When we first moved to the neighborhood, their backyard was still a regular old backyard with a trampoline and a decrepit old playhouse. I imagined that my son might become friends with their kid and another boy that also lives down the road. However, we had only lived here for a few months before covid scared everyone inside for an extended amount of time. And as kids are turning into teens they are far less likely to roam around the neighborhood looking for a new friend to ride bikes or hang out with, unfortunately (or fortunately as the case may be) that’s right where my boy was during that time. All was not lost, however, he still had his friends in the place we moved from and they video-chatted and played games online almost daily while out of school for months. Technology for the win for an only child. 

When we lived in that other town, there was a family who lived in the same neighborhood as us, and whose son was in the same class as my son. We were acquaintances, and I knew the husband left for work very early in the morning, they had a premature sick baby, and the mom often worked nights, so I offered to pick their son up on my way through the neighborhood in the morning for a couple of weeks. A couple of weeks turned into the entire school year, and in turn, they often took my son after school, til I got home from work. I was grateful and always made sure to thank her, often picking up a frappuccino or some other dessert in a cup from Starbucks on my way over. Never once was a Thank You ever said for the drinks or the rides, in fact, the general attitude from both of them was that they were doing us the favor by letting her son ride in my car to school every day. I never heard either of them ever say thank you to anybody, for that matter. This is difficult when you are trying to teach your own child the importance of saying please and thank you. It was about then we would talk about how every family has rules that work for them. I didn’t know why they never said thank you, they seemed pleasant enough in all other areas of life.

Huh.

Would anyone else have expected a thank you?

There have also been multiple times when I have been shopping, or at a playground when my son was younger, and we would see/find a lost child without an adult in sight. I am of the mindset that every kid is my kid, we need to keep a lookout for other people’s children. So we would go over and say hello and ask if they were lost or needed help. The woeful reply was usually yes, so we would introduce ourselves and say “Let’s find your mom/dad/person you are here with,” inevitably an adult would show up and grab their kid like I was trying to steal them. Then they rush away without so much as a nod of gratitude or even eye contact.

I understand teaching your kids about stranger danger, but are they not teaching them about good adults too? The ones your child can trust?  I always told my son if he was ever lost at a playground or store to stay in one place or find a policeman or more realistically, another mother and tell her that he was lost. Thank goodness this never happened. I also had a recurring nightmare that if he did ever get lost and did this, they would ignore him because you know, people.

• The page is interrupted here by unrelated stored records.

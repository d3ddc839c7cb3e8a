//! The cached searcher answers exactly like the matcher it wraps.

use column_suggest::{CachedSearcher, CorpusIndex, Matcher, SearchConfig};

use super::common::{approximate, subsequence, TITLES};

const QUERIES: &[&str] = &[
    "eng", "engi", "engin", "engine", "engineer", "engin", "Engin", "  engin ", "nurse", "zz",
];

#[test]
fn test_cached_answers_match_uncached() {
    for config in [approximate(), subsequence()] {
        let mut searcher = CachedSearcher::from_values(config, TITLES).unwrap();
        for query in QUERIES {
            let expected = searcher.matcher().search(searcher.index(), query);
            assert_eq!(searcher.search(query), expected.as_slice(), "query {:?}", query);
        }
    }
}

#[test]
fn test_retyped_prefix_hits() {
    let mut searcher = CachedSearcher::from_values(approximate(), TITLES).unwrap();
    for query in QUERIES {
        searcher.search(query);
    }
    // "engin", "Engin" and "  engin " share a key
    assert_eq!(searcher.misses(), 7);
    assert_eq!(searcher.hits(), 3);
    assert_eq!(searcher.len(), 7);
}

#[test]
fn test_rebuild_drops_stale_answers() {
    let mut searcher = CachedSearcher::from_values(approximate(), TITLES).unwrap();
    assert!(!searcher.search("nurse").is_empty());

    searcher.rebuild(["Chef", "Sous Chef"]);
    assert!(searcher.is_empty());
    assert!(searcher.search("nurse").is_empty());
    assert_eq!(searcher.search("chef").len(), 2);
}

#[test]
fn test_replace_index_and_config() {
    let config = approximate();
    let mut searcher = CachedSearcher::with_capacity(
        Matcher::new(config.clone()).unwrap(),
        CorpusIndex::build(TITLES, config.normalization),
        None,
    );
    assert_eq!(searcher.search("engineer").len(), 5);

    searcher
        .set_config(SearchConfig {
            max_results: 2,
            ..config
        })
        .unwrap();
    assert!(searcher.is_empty());
    assert_eq!(searcher.search("engineer").len(), 2);

    searcher.replace_index(CorpusIndex::build(["Engineer"], searcher.index().normalization()));
    assert_eq!(searcher.search("engineer").len(), 1);
}

#[test]
fn test_bounded_cache_stays_bounded() {
    let mut searcher = CachedSearcher::with_capacity(
        Matcher::new(approximate()).unwrap(),
        CorpusIndex::build(TITLES, approximate().normalization),
        Some(3),
    );
    for query in QUERIES {
        searcher.search(query);
        assert!(searcher.len() <= 3);
    }
}

#[test]
fn test_spacing_variants_share_highlights() {
    for tokenize in [false, true] {
        let config = SearchConfig {
            tokenize,
            ..SearchConfig::subsequence()
        };
        let mut searcher = CachedSearcher::from_values(config, ["Senior Engineer"]).unwrap();
        let first = searcher.search("senior engineer").to_vec();
        let direct = searcher.matcher().search(searcher.index(), "Senior   ENGINEER");

        assert_eq!(searcher.search("Senior   ENGINEER"), direct.as_slice());
        assert_eq!(first, direct);
        assert_eq!(searcher.hits(), 1);
        assert_eq!(direct[0].highlighted_fragments().concat().replace(' ', ""), "SeniorEngineer");
    }
}
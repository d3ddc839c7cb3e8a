// Copyright 2025-present Harīṣh Tummalachērla
// SPDX-License-Identifier: Apache-2.0

//! Query memoization bound to one corpus index.
//!
//! Autocomplete users retype the same prefixes constantly (backspace, retype),
//! so remembering recent answers is worthwhile. The cache is purely an
//! optimization: every answer it returns is exactly what [`Matcher::search`]
//! would return for the same index and query.
//!
//! **Invariant**: cached results always belong to the current index and the
//! current configuration. Replacing either clears the cache.
//!
//! Keys are [`query_key`]s (trimmed, lowercased, whitespace collapsed).
//! [`Matcher::search`] scores and highlights from that same key, so queries
//! sharing a key share an answer. Eviction is first-in, first-out.

use indexmap::IndexMap;
use tracing::trace;

use crate::config::SearchConfig;
use crate::error::Result;
use crate::index::CorpusIndex;
use crate::search::Matcher;
use crate::types::MatchResult;
use crate::utils::query_key;

/// How many distinct queries are remembered by default.
pub const DEFAULT_CACHE_CAPACITY: usize = 256;

/// A [`Matcher`] and the [`CorpusIndex`] it searches, plus memoized answers.
#[derive(Debug, Clone)]
pub struct CachedSearcher {
    matcher: Matcher,
    index: CorpusIndex,
    cache: IndexMap<String, Vec<MatchResult>>,
    capacity: Option<usize>,
    hits: u64,
    misses: u64,
}

impl CachedSearcher {
    /// Bounded cache with [`DEFAULT_CACHE_CAPACITY`] entries.
    pub fn new(matcher: Matcher, index: CorpusIndex) -> Self {
        Self::with_capacity(matcher, index, Some(DEFAULT_CACHE_CAPACITY))
    }

    /// `None` means unbounded.
    pub fn with_capacity(matcher: Matcher, index: CorpusIndex, capacity: Option<usize>) -> Self {
        Self {
            matcher,
            index,
            cache: IndexMap::new(),
            capacity,
            hits: 0,
            misses: 0,
        }
    }

    /// Build both halves from a configuration and raw column values.
    pub fn from_values<I, S>(config: SearchConfig, values: I) -> Result<Self>
    where
        I: IntoIterator<Item = S>,
        S: AsRef<str>,
    {
        let index = CorpusIndex::build(values, config.normalization);
        Ok(Self::new(Matcher::new(config)?, index))
    }

    /// Same contract as [`Matcher::search`].
    pub fn search(&mut self, query: &str) -> &[MatchResult] {
        if !self.matcher.is_searchable(query) {
            return &[];
        }

        let key = query_key(query);
        if self.cache.contains_key(&key) {
            self.hits += 1;
            trace!(key = %key, "search cache hit");
        } else {
            self.misses += 1;
            trace!(key = %key, "search cache miss");
            let results = self.matcher.search(&self.index, query);
            self.cache.insert(key.clone(), results);
            self.evict();
        }

        self.cache.get(&key).map(Vec::as_slice).unwrap_or(&[])
    }

    /// Replace the corpus; every cached answer is dropped.
    pub fn rebuild<I, S>(&mut self, values: I)
    where
        I: IntoIterator<Item = S>,
        S: AsRef<str>,
    {
        let normalization = self.matcher.config().normalization;
        self.replace_index(CorpusIndex::build(values, normalization));
    }

    pub fn replace_index(&mut self, index: CorpusIndex) {
        self.index = index;
        self.clear();
    }

    /// Swap in a new configuration wholesale; every cached answer is dropped.
    ///
    /// On error the previous configuration and cache stay in place.
    pub fn set_config(&mut self, config: SearchConfig) -> Result<()> {
        let matcher = Matcher::new(config)?;
        if matcher.config().normalization != self.index.normalization() {
            let values: Vec<String> = self.index.records().iter().map(|r| r.original.clone()).collect();
            self.index = CorpusIndex::build(values, matcher.config().normalization);
        }
        self.matcher = matcher;
        self.clear();
        Ok(())
    }

    pub fn clear(&mut self) {
        self.cache.clear();
    }

    fn evict(&mut self) {
        if let Some(capacity) = self.capacity {
            while self.cache.len() > capacity {
                self.cache.shift_remove_index(0);
            }
        }
    }

    #[inline]
    pub fn matcher(&self) -> &Matcher {
        &self.matcher
    }

    #[inline]
    pub fn index(&self) -> &CorpusIndex {
        &self.index
    }

    /// Number of memoized queries.
    #[inline]
    pub fn len(&self) -> usize {
        self.cache.len()
    }

    #[inline]
    pub fn is_empty(&self) -> bool {
        self.cache.is_empty()
    }

    #[inline]
    pub fn hits(&self) -> u64 {
        self.hits
    }

    #[inline]
    pub fn misses(&self) -> u64 {
        self.misses
    }
}
// Copyright 2025-present Harīṣh Tummalachērla
// SPDX-License-Identifier: Apache-2.0

//! Terminal display for the column-suggest CLI.
//!
//! Suggestions print one per line with the highlighted spans in bold, colored
//! with OneDark on dark terminals and One Light on light ones. When colors are
//! off (`NO_COLOR`, or stdout is not a TTY) spans are bracketed instead:
//! `Senior [Engineer]`.
//!
//! # Theme detection order
//!
//! 1. `COLUMN_SUGGEST_THEME` env var ("dark" or "light")
//! 2. `COLORFGBG` env var (terminal background hint)
//! 3. macOS appearance (via defaults read)
//! 4. Default to dark theme

use std::sync::OnceLock;

use column_suggest::{render_marked, Algorithm, MatchResult};

// Width between │ and │ (excluding border chars)
pub const BOX_WIDTH: usize = 64;

// ═══════════════════════════════════════════════════════════════════════════
// THEME DETECTION
// ═══════════════════════════════════════════════════════════════════════════

#[derive(Debug, Clone, Copy, PartialEq, Eq)]
pub enum Theme {
    Dark,
    Light,
}

static THEME: OnceLock<Theme> = OnceLock::new();

fn parse_theme(value: &str) -> Option<Theme> {
    match value.to_lowercase().as_str() {
        "light" | "l" => Some(Theme::Light),
        "dark" | "d" => Some(Theme::Dark),
        _ => None,
    }
}

/// `COLORFGBG` is "fg;bg"; backgrounds 7 and up (except 8) are light.
fn theme_from_colorfgbg(value: &str) -> Option<Theme> {
    let bg = value.split(';').next_back()?.parse::<u8>().ok()?;
    (bg >= 7 && bg != 8).then_some(Theme::Light)
}

fn detect_theme() -> Theme {
    if let Some(theme) = std::env::var("COLUMN_SUGGEST_THEME")
        .ok()
        .and_then(|v| parse_theme(&v))
    {
        return theme;
    }

    if let Some(theme) = std::env::var("COLORFGBG")
        .ok()
        .and_then(|v| theme_from_colorfgbg(&v))
    {
        return theme;
    }

    #[cfg(target_os = "macos")]
    {
        if let Ok(output) = std::process::Command::new("defaults")
            .args(["read", "-g", "AppleInterfaceStyle"])
            .output()
        {
            // "Dark" means dark mode; absence means light mode
            let stdout = String::from_utf8_lossy(&output.stdout);
            if !stdout.contains("Dark") && output.status.success() {
                return Theme::Light;
            }
        }
    }

    Theme::Dark
}

pub fn theme() -> Theme {
    *THEME.get_or_init(detect_theme)
}

// ═══════════════════════════════════════════════════════════════════════════
// ONEDARK / ONE LIGHT COLOR PALETTES (True Color)
// ═══════════════════════════════════════════════════════════════════════════

fn rgb(r: u8, g: u8, b: u8) -> String {
    format!("\x1b[38;2;{};{};{}m", r, g, b)
}

pub const RESET: &str = "\x1b[0m";
pub const BOLD: &str = "\x1b[1m";

mod onedark {
    pub const RED: (u8, u8, u8) = (224, 108, 117); // #e06c75
    pub const GREEN: (u8, u8, u8) = (152, 195, 121); // #98c379
    pub const YELLOW: (u8, u8, u8) = (229, 192, 123); // #e5c07b
    pub const CYAN: (u8, u8, u8) = (86, 182, 194); // #56b6c2
    pub const GRAY: (u8, u8, u8) = (92, 99, 112); // #5c6370
}

mod onelight {
    pub const RED: (u8, u8, u8) = (228, 86, 73); // #e45649
    pub const GREEN: (u8, u8, u8) = (80, 161, 79); // #50a14f
    pub const YELLOW: (u8, u8, u8) = (193, 132, 1); // #c18401
    pub const CYAN: (u8, u8, u8) = (1, 132, 188); // #0184bc
    pub const GRAY: (u8, u8, u8) = (160, 161, 167); // #a0a1a7
}

macro_rules! theme_color {
    ($name:ident) => {
        #[allow(non_snake_case)]
        pub fn $name() -> String {
            let (r, g, b) = match theme() {
                Theme::Dark => onedark::$name,
                Theme::Light => onelight::$name,
            };
            rgb(r, g, b)
        }
    };
}

theme_color!(RED);
theme_color!(GREEN);
theme_color!(YELLOW);
theme_color!(CYAN);
theme_color!(GRAY);

// ═══════════════════════════════════════════════════════════════════════════
// CORE UTILITIES
// ═══════════════════════════════════════════════════════════════════════════

/// Colors only on a TTY, and never with `NO_COLOR` set.
pub fn use_colors() -> bool {
    if std::env::var("NO_COLOR").is_ok() {
        return false;
    }
    atty::is(atty::Stream::Stdout)
}

/// Apply theme color with optional modifiers
pub fn themed(color_fn: fn() -> String, modifiers: &[&str], text: &str) -> String {
    if use_colors() {
        format!("{}{}{}{}", modifiers.join(""), color_fn(), text, RESET)
    } else {
        text.to_string()
    }
}

/// Visible length, skipping ANSI escapes.
pub fn visible_len(s: &str) -> usize {
    let mut in_escape = false;
    let mut len = 0;
    for c in s.chars() {
        if c == '\x1b' {
            in_escape = true;
        } else if in_escape && c == 'm' {
            in_escape = false;
        } else if !in_escape {
            len += 1;
        }
    }
    len
}

// ═══════════════════════════════════════════════════════════════════════════
// BOX DRAWING
// ═══════════════════════════════════════════════════════════════════════════

/// Print a content line: │ content          │
pub fn row(content: &str) {
    let border = GRAY();
    let pad = BOX_WIDTH.saturating_sub(visible_len(content));
    println!(
        "{}│{}{}{}{}│{}",
        border,
        RESET,
        content,
        " ".repeat(pad),
        border,
        RESET
    );
}

/// Print section header: ┌─ LABEL ──────────┐
pub fn section_top(label: &str) {
    let border = GRAY();
    let label_part = format!("─ {} ", themed(CYAN, &[BOLD], label));
    let remaining = BOX_WIDTH.saturating_sub(visible_len(&label_part));
    println!(
        "{}┌{}{}{}{}┐{}",
        border,
        RESET,
        label_part,
        border,
        "─".repeat(remaining),
        RESET
    );
}

/// Print section footer: └──────────────────┘
pub fn section_bot() {
    println!("{}└{}┘{}", GRAY(), "─".repeat(BOX_WIDTH), RESET);
}

// ═══════════════════════════════════════════════════════════════════════════
// SUGGESTIONS
// ═══════════════════════════════════════════════════════════════════════════

/// The original text with its spans emphasized.
pub fn highlighted(result: &MatchResult, colors: bool) -> String {
    if colors {
        let open = format!("{}{}", BOLD, YELLOW());
        render_marked(&result.original, &result.spans, &open, RESET)
    } else {
        render_marked(&result.original, &result.spans, "[", "]")
    }
}

/// Score colored by quality. What "good" means depends on the algorithm.
pub fn score_badge(score: f64, algorithm: Algorithm) -> String {
    let text = format!("{:.3}", score);
    if !use_colors() {
        return text;
    }
    let quality = match algorithm {
        Algorithm::Approximate => 1.0 - score,
        Algorithm::Subsequence => score,
    };
    let color = if quality >= 0.8 {
        GREEN()
    } else if quality >= 0.6 {
        YELLOW()
    } else {
        RED()
    };
    format!("{}{}{}", color, text, RESET)
}

/// Print one line per suggestion: rank, score, highlighted text.
pub fn print_suggestions(results: &[MatchResult], algorithm: Algorithm) {
    if results.is_empty() {
        println!("{}", themed(GRAY, &[], "(no suggestions)"));
        return;
    }
    let colors = use_colors();
    for (rank, result) in results.iter().enumerate() {
        println!(
            "{:>2}. {}  {}",
            rank + 1,
            score_badge(result.score, algorithm),
            highlighted(result, colors)
        );
    }
}

// ═══════════════════════════════════════════════════════════════════════════
// TESTS
// ═══════════════════════════════════════════════════════════════════════════
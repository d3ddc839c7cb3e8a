// Copyright 2025-present Harīṣh Tummalachērla
// SPDX-License-Identifier: Apache-2.0

//! Scoring and ranking: how suggestions get their numbers and their order.
//!
//! The two algorithms disagree on which direction is "better", so every
//! comparison goes through [`Algorithm::accepts`] and [`Algorithm::compare`]
//! instead of a bare `<` or `>`.
//!
//! [`Algorithm::accepts`]: crate::Algorithm::accepts
//! [`Algorithm::compare`]: crate::Algorithm::compare

mod core;
pub mod ranking;

pub use self::core::*;
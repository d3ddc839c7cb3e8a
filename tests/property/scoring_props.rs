//! Properties of the scoring primitives and normalization.

use column_suggest::{
    approximate_score, normalize, query_key, subsequence_score, substring_distances,
    Normalization,
};
use proptest::prelude::*;

fn text_strategy() -> impl Strategy<Value = String> {
    prop::string::string_regex("[a-d ]{0,20}").unwrap()
}

fn pattern_strategy() -> impl Strategy<Value = String> {
    prop::string::string_regex("[a-d]{1,6}").unwrap()
}

proptest! {
    #![proptest_config(ProptestConfig::with_cases(512))]

    /// Approximate: 0 exactly for containment, otherwise in (0, 1] at location 0.
    #[test]
    fn prop_approximate_range(
        candidate in text_strategy(),
        pattern in pattern_strategy(),
        distance in 1usize..200,
    ) {
        let score = approximate_score(&candidate, &pattern, distance, 0);
        prop_assert!((0.0..=1.0).contains(&score), "score {}", score);
        prop_assert_eq!(score == 0.0, candidate.contains(pattern.as_str()));
    }

    /// A start far past the end of the text is never better than the hit itself.
    #[test]
    fn prop_approximate_location_penalty(
        prefix in "[a-d]{0,10}",
        pattern in pattern_strategy(),
        extra in 0usize..40,
    ) {
        let candidate = format!("{} {}", prefix, pattern);
        let typo = format!("{}y", pattern);
        let hit = prefix.len() + 1;
        let at_hit = approximate_score(&candidate, &typo, 100, hit);
        let far = approximate_score(&candidate, &typo, 100, hit + 100 + extra);
        prop_assert!(at_hit <= far, "{} > {}", at_hit, far);
    }

    /// Subsequence: in [0, 1], and 1 exactly for containment.
    #[test]
    fn prop_subsequence_range(
        candidate in text_strategy(),
        pattern in pattern_strategy(),
        distance in 0usize..50,
    ) {
        let score = subsequence_score(&candidate, &pattern, distance);
        prop_assert!((0.0..=1.0).contains(&score), "score {}", score);
        prop_assert_eq!(score == 1.0, candidate.contains(pattern.as_str()));
    }

    /// Normalizing twice changes nothing.
    #[test]
    fn prop_normalize_idempotent(value in "\\PC{0,24}") {
        let once = normalize(&value, Normalization::Alphanumeric);
        prop_assert_eq!(normalize(&once, Normalization::Alphanumeric), once.clone());
        prop_assert!(once.chars().all(|c| c.is_ascii_lowercase() || c.is_ascii_digit() || c == ' '));
        prop_assert!(!once.starts_with(' ') && !once.ends_with(' ') && !once.contains("  "));
    }

    /// Cache keys ignore case and spacing.
    #[test]
    fn prop_query_key_canonical(words in prop::collection::vec("[a-zA-Z]{1,5}", 1..4)) {
        let tidy = words.join(" ");
        let messy = format!("  {}\t", words.join("   "));
        prop_assert_eq!(query_key(&tidy), query_key(&messy));
        prop_assert_eq!(query_key(&query_key(&tidy)), query_key(&tidy));
    }

    /// Per-start edit counts are bounded by the pattern and zero only for containment.
    #[test]
    fn prop_substring_distances_bounded(
        text in text_strategy(),
        pattern in pattern_strategy(),
    ) {
        let p: Vec<char> = pattern.chars().collect();
        let t: Vec<char> = text.chars().collect();
        let distances = substring_distances(&p, &t);
        prop_assert_eq!(distances.len(), t.len() + 1);
        prop_assert!(distances.iter().all(|&d| d <= p.len()));
        prop_assert_eq!(distances.contains(&0), text.contains(pattern.as_str()));
    }
}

Has society in certain areas of the U.S. reached a point where people can’t thank someone else for looking out for their kids or dogs without thinking someone is trying to traffick them or something? Read.The.Room.People! 

And begs the question – What has happened to people? Does nobody use their own intuition or intelligence when evaluating if someone has good intentions toward them? Did the effects of Covid and being isolated accelerate society’s fear of other people?

Keeping in mind, I am only speaking from my own experiences in the geographical areas I have lived in and witnessed this behavior with my own eyes. I’m sure there are as many observations of this as there are people.

I don’t have any answers or theories on this one. I’m curious though, has anyone else noticed similar behavior?